Recorded data
---------------

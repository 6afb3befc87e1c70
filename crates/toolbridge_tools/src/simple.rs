//! Minimal URL-based tools.
//!
//! A [`SimpleToolSpec`] is a fixed URL plus method and optional API key.
//! [`SimpleToolExecutor`] routes call parameters to the query string or
//! the JSON body depending on the method and returns the raw response.

use crate::api::stringify;
use serde::{Deserialize, Serialize};
use serde_json::{Map, Value};
use std::collections::BTreeMap;
use std::time::Instant;
use toolbridge_http::{HttpClientService, HttpError, HttpMethod, HttpRequestSpec, HttpResponseSpec};

const REDACTED: &str = "***REDACTED***";
const SENSITIVE_KEYS: [&str; 7] = ["password", "token", "secret", "api_key", "apikey", "key", "auth"];

/// A lightweight tool definition addressing one URL.
#[derive(Debug, Clone, PartialEq, Eq, Serialize, Deserialize)]
pub struct SimpleToolSpec {
    /// Tool name.
    pub name: String,
    /// Optional description.
    #[serde(default, skip_serializing_if = "Option::is_none")]
    pub description: Option<String>,
    /// Complete endpoint URL.
    pub url: String,
    /// HTTP method.
    #[serde(default)]
    pub method: HttpMethod,
    /// Static headers.
    #[serde(default, skip_serializing_if = "Option::is_none")]
    pub headers: Option<BTreeMap<String, String>>,
    /// API key injected into `api_key_header`.
    #[serde(default, skip_serializing_if = "Option::is_none")]
    pub api_key: Option<String>,
    /// Header carrying the API key.
    #[serde(default = "default_api_key_header")]
    pub api_key_header: String,
}

fn default_api_key_header() -> String {
    "Authorization".to_string()
}

impl SimpleToolSpec {
    /// Creates a GET tool without headers or key.
    pub fn new(name: impl Into<String>, url: impl Into<String>) -> Self {
        Self {
            name: name.into(),
            description: None,
            url: url.into(),
            method: HttpMethod::Get,
            headers: None,
            api_key: None,
            api_key_header: default_api_key_header(),
        }
    }

    /// Sets the method.
    #[must_use]
    pub fn with_method(mut self, method: HttpMethod) -> Self {
        self.method = method;
        self
    }

    /// Sets the API key and the header carrying it.
    #[must_use]
    pub fn with_api_key(mut self, header: impl Into<String>, key: impl Into<String>) -> Self {
        self.api_key_header = header.into();
        self.api_key = Some(key.into());
        self
    }

    /// Adds a static header.
    #[must_use]
    pub fn with_header(mut self, name: impl Into<String>, value: impl Into<String>) -> Self {
        self.headers
            .get_or_insert_with(BTreeMap::new)
            .insert(name.into(), value.into());
        self
    }
}

/// Executes [`SimpleToolSpec`]s through the shared HTTP service.
#[derive(Debug, Clone, Default)]
pub struct SimpleToolExecutor {
    http: HttpClientService,
}

impl SimpleToolExecutor {
    /// Creates an executor around `http`.
    #[must_use]
    pub fn new(http: HttpClientService) -> Self {
        Self { http }
    }

    /// Executes `spec` with `parameters`.
    ///
    /// # Errors
    ///
    /// Returns the [`HttpError`] of the underlying call.
    pub async fn execute(
        &self,
        spec: &SimpleToolSpec,
        parameters: &Map<String, Value>,
    ) -> Result<HttpResponseSpec, HttpError> {
        let start = Instant::now();
        tracing::info!(tool = %spec.name, method = %spec.method, url = %spec.url, "executing simple tool");
        if !parameters.is_empty() {
            let redacted = Value::Object(redact(parameters));
            tracing::debug!(parameters = %redacted, "simple tool parameters");
        }

        let request = build_request(spec, parameters);
        let outcome = self.http.execute(&request).await;
        let elapsed_ms = start.elapsed().as_secs_f64() * 1000.0;

        match &outcome {
            Ok(response) => tracing::info!(
                tool = %spec.name,
                status = response.status_code,
                elapsed_ms,
                "simple tool completed"
            ),
            Err(err) => tracing::error!(tool = %spec.name, elapsed_ms, error = %err, "simple tool failed"),
        }
        outcome
    }
}

/// Builds the request: query-only methods get stringified query
/// parameters, all others a JSON body.
#[must_use]
pub fn build_request(spec: &SimpleToolSpec, parameters: &Map<String, Value>) -> HttpRequestSpec {
    let mut headers = spec.headers.clone().unwrap_or_default();
    if let Some(key) = &spec.api_key {
        headers.insert(spec.api_key_header.clone(), key.clone());
    }

    let mut request = HttpRequestSpec::new(spec.method, spec.url.clone());
    request.headers = (!headers.is_empty()).then_some(headers);

    if !parameters.is_empty() {
        if spec.method.is_query_only() {
            request.query_params = Some(
                parameters
                    .iter()
                    .map(|(name, value)| (name.clone(), stringify(value)))
                    .collect(),
            );
        } else {
            request = request.json(Value::Object(parameters.clone()));
        }
    }
    request
}

/// Masks values of sensitive keys for logging.
#[must_use]
pub fn redact(parameters: &Map<String, Value>) -> Map<String, Value> {
    parameters
        .iter()
        .map(|(name, value)| {
            let lowered = name.to_lowercase();
            if SENSITIVE_KEYS.contains(&lowered.as_str()) {
                (name.clone(), Value::String(REDACTED.to_string()))
            } else {
                (name.clone(), value.clone())
            }
        })
        .collect()
}

#[cfg(test)]
mod tests {
    use super::*;
    use serde_json::json;

    fn params(value: Value) -> Map<String, Value> {
        match value {
            Value::Object(map) => map,
            _ => Map::new(),
        }
    }

    #[test]
    fn spec_defaults() {
        let spec: SimpleToolSpec =
            serde_json::from_value(json!({"name": "weather", "url": "https://api.test/w"})).unwrap();
        assert_eq!(spec.method, HttpMethod::Get);
        assert_eq!(spec.api_key_header, "Authorization");
    }

    #[test]
    fn get_routes_to_query() {
        let spec = SimpleToolSpec::new("weather", "https://api.test/w").with_api_key("X-Key", "k1");
        let request = build_request(&spec, &params(json!({"city": "Oslo", "days": 3})));

        assert!(request.body.is_none());
        let query = request.query_params.unwrap();
        assert_eq!(query["city"], "Oslo");
        assert_eq!(query["days"], "3");
        assert_eq!(request.headers.unwrap()["X-Key"], "k1");
    }

    #[test]
    fn post_routes_to_body() {
        let spec = SimpleToolSpec::new("create", "https://api.test/items").with_method(HttpMethod::Post);
        let request = build_request(&spec, &params(json!({"title": "x"})));

        assert!(request.query_params.is_none());
        assert!(request.headers.is_none());
        assert_eq!(request.body, Some(json!({"title": "x"}).into()));
    }

    #[test]
    fn empty_parameters_send_nothing() {
        let spec = SimpleToolSpec::new("create", "https://api.test/items").with_method(HttpMethod::Put);
        let request = build_request(&spec, &Map::new());
        assert!(request.body.is_none());
        assert!(request.query_params.is_none());
    }

    #[test]
    fn sensitive_values_are_redacted() {
        let redacted = redact(&params(json!({"API_KEY": "s3cret", "Token": "t", "city": "Oslo"})));
        assert_eq!(redacted["API_KEY"], REDACTED);
        assert_eq!(redacted["Token"], REDACTED);
        assert_eq!(redacted["city"], "Oslo");
    }
}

---------------

*DIRECTIONS FOR THIS TASK*:
Each of the records is to be written out again exactly.

*ANSWER AREA*:
repository 6afb3befc87e1c70
filename crates/toolbridge_tools/src/simple.rs
//! Minimal URL-based tools.
//!
//! A [`SimpleToolSpec`] is a fixed URL plus method and optional API key.
//! [`SimpleToolExecutor`] routes call parameters to the query string or
//! the JSON body depending on the method and returns the raw response.

use crate::api::stringify;
use serde::{Deserialize, Serialize};
use serde_json::{Map, Value};
use std::collections::BTreeMap;
use std::time::Instant;
use toolbridge_http::{HttpClientService, HttpError, HttpMethod, HttpRequestSpec, HttpResponseSpec};

const REDACTED: &str = "***REDACTED***";
const SENSITIVE_KEYS: [&str; 7] = ["password", "token", "secret", "api_key", "apikey", "key", "auth"];

/// A lightweight tool definition addressing one URL.
#[derive(Debug, Clone, PartialEq, Eq, Serialize, Deserialize)]
pub struct SimpleToolSpec {
    /// Tool name.
    pub name: String,
    /// Optional description.
    #[serde(default, skip_serializing_if = "Option::is_none")]
    pub description: Option<String>,
    /// Complete endpoint URL.
    pub url: String,
    /// HTTP method.
    #[serde(default)]
    pub method: HttpMethod,
    /// Static headers.
    #[serde(default, skip_serializing_if = "Option::is_none")]
    pub headers: Option<BTreeMap<String, String>>,
    /// API key injected into `api_key_header`.
    #[serde(default, skip_serializing_if = "Option::is_none")]
    pub api_key: Option<String>,
    /// Header carrying the API key.
    #[serde(default = "default_api_key_header")]
    pub api_key_header: String,
}

fn default_api_key_header() -> String {
    "Authorization".to_string()
}

impl SimpleToolSpec {
    /// Creates a GET tool without headers or key.
    pub fn new(name: impl Into<String>, url: impl Into<String>) -> Self {
        Self {
            name: name.into(),
            description: None,
            url: url.into(),
            method: HttpMethod::Get,
            headers: None,
            api_key: None,
            api_key_header: default_api_key_header(),
        }
    }

    /// Sets the method.
    #[must_use]
    pub fn with_method(mut self, method: HttpMethod) -> Self {
        self.method = method;
        self
    }

    /// Sets the API key and the header carrying it.
    #[must_use]
    pub fn with_api_key(mut self, header: impl Into<String>, key: impl Into<String>) -> Self {
        self.api_key_header = header.into();
        self.api_key = Some(key.into());
        self
    }

    /// Adds a static header.
    #[must_use]
    pub fn with_header(mut self, name: impl Into<String>, value: impl Into<String>) -> Self {
        self.headers
            .get_or_insert_with(BTreeMap::new)
            .insert(name.into(), value.into());
        self
    }
}

/// Executes [`SimpleToolSpec`]s through the shared HTTP service.
#[derive(Debug, Clone, Default)]
pub struct SimpleToolExecutor {
    http: HttpClientService,
}

impl SimpleToolExecutor {
    /// Creates an executor around `http`.
    #[must_use]
    pub fn new(http: HttpClientService) -> Self {
        Self { http }
    }

    /// Executes `spec` with `parameters`.
    ///
    /// # Errors
    ///
    /// Returns the [`HttpError`] of the underlying call.
    pub async fn execute(
        &self,
        spec: &SimpleToolSpec,
        parameters: &Map<String, Value>,
    ) -> Result<HttpResponseSpec, HttpError> {
        let start = Instant::now();
        tracing::info!(tool = %spec.name, method = %spec.method, url = %spec.url, "executing simple tool");
        if !parameters.is_empty() {
            let redacted = Value::Object(redact(parameters));
            tracing::debug!(parameters = %redacted, "simple tool parameters");
        }

        let request = build_request(spec, parameters);
        let outcome = self.http.execute(&request).await;
        let elapsed_ms = start.elapsed().as_secs_f64() * 1000.0;

        match &outcome {
            Ok(response) => tracing::info!(
                tool = %spec.name,
                status = response.status_code,
                elapsed_ms,
                "simple tool completed"
            ),
            Err(err) => tracing::error!(tool = %spec.name, elapsed_ms, error = %err, "simple tool failed"),
        }
        outcome
    }
}

/// Builds the request: query-only methods get stringified query
/// parameters, all others a JSON body.
#[must_use]
pub fn build_request(spec: &SimpleToolSpec, parameters: &Map<String, Value>) -> HttpRequestSpec {
    let mut headers = spec.headers.clone().unwrap_or_default();
    if let Some(key) = &spec.api_key {
        headers.insert(spec.api_key_header.clone(), key.clone());
    }

    let mut request = HttpRequestSpec::new(spec.method, spec.url.clone());
    request.headers = (!headers.is_empty()).then_some(headers);

    if !parameters.is_empty() {
        if spec.method.is_query_only() {
            request.query_params = Some(
                parameters
                    .iter()
                    .map(|(name, value)| (name.clone(), stringify(value)))
                    .collect(),
            );
        } else {
            request = request.json(Value::Object(parameters.clone()));
        }
    }
    request
}

/// Masks values of sensitive keys for logging.
#[must_use]
pub fn redact(parameters: &Map<String, Value>) -> Map<String, Value> {
    parameters
        .iter()
        .map(|(name, value)| {
            let lowered = name.to_lowercase();
            if SENSITIVE_KEYS.contains(&lowered.as_str()) {
                (name.clone(), Value::String(REDACTED.to_string()))
            } else {
                (name.clone(), value.clone())
            }
        })
        .collect()
}

#[cfg(test)]
mod tests {
    use super::*;
    use serde_json::json;

    fn params(value: Value) -> Map<String, Value> {
        match value {
            Value::Object(map) => map,
            _ => Map::new(),
        }
    }

    #[test]
    fn spec_defaults() {
        let spec: SimpleToolSpec =
            serde_json::from_value(json!({"name": "weather", "url": "https://api.test/w"})).unwrap();
        assert_eq!(spec.method, HttpMethod::Get);
        assert_eq!(spec.api_key_header, "Authorization");
    }

    #[test]
    fn get_routes_to_query() {
        let spec = SimpleToolSpec::new("weather", "https://api.test/w").with_api_key("X-Key", "k1");
        let request = build_request(&spec, &params(json!({"city": "Oslo", "days": 3})));

        assert!(request.body.is_none());
        let query = request.query_params.unwrap();
        assert_eq!(query["city"], "Oslo");
        assert_eq!(query["days"], "3");
        assert_eq!(request.headers.unwrap()["X-Key"], "k1");
    }

    #[test]
    fn post_routes_to_body() {
        let spec = SimpleToolSpec::new("create", "https://api.test/items").with_method(HttpMethod::Post);
        let request = build_request(&spec, &params(json!({"title": "x"})));

        assert!(request.query_params.is_none());
        assert!(request.headers.is_none());
        assert_eq!(request.body, Some(json!({"title": "x"}).into()));
    }

    #[test]
    fn empty_parameters_send_nothing() {
        let spec = SimpleToolSpec::new("create", "https://api.test/items").with_method(HttpMethod::Put);
        let request = build_request(&spec, &Map::new());
        assert!(request.body.is_none());
        assert!(request.query_params.is_none());
    }

    #[test]
    fn sensitive_values_are_redacted() {
        let redacted = redact(&params(json!({"API_KEY": "s3cret", "Token": "t", "city": "Oslo"})));
        assert_eq!(redacted["API_KEY"], REDACTED);
        assert_eq!(redacted["Token"], REDACTED);
        assert_eq!(redacted["city"], "Oslo");
    }
}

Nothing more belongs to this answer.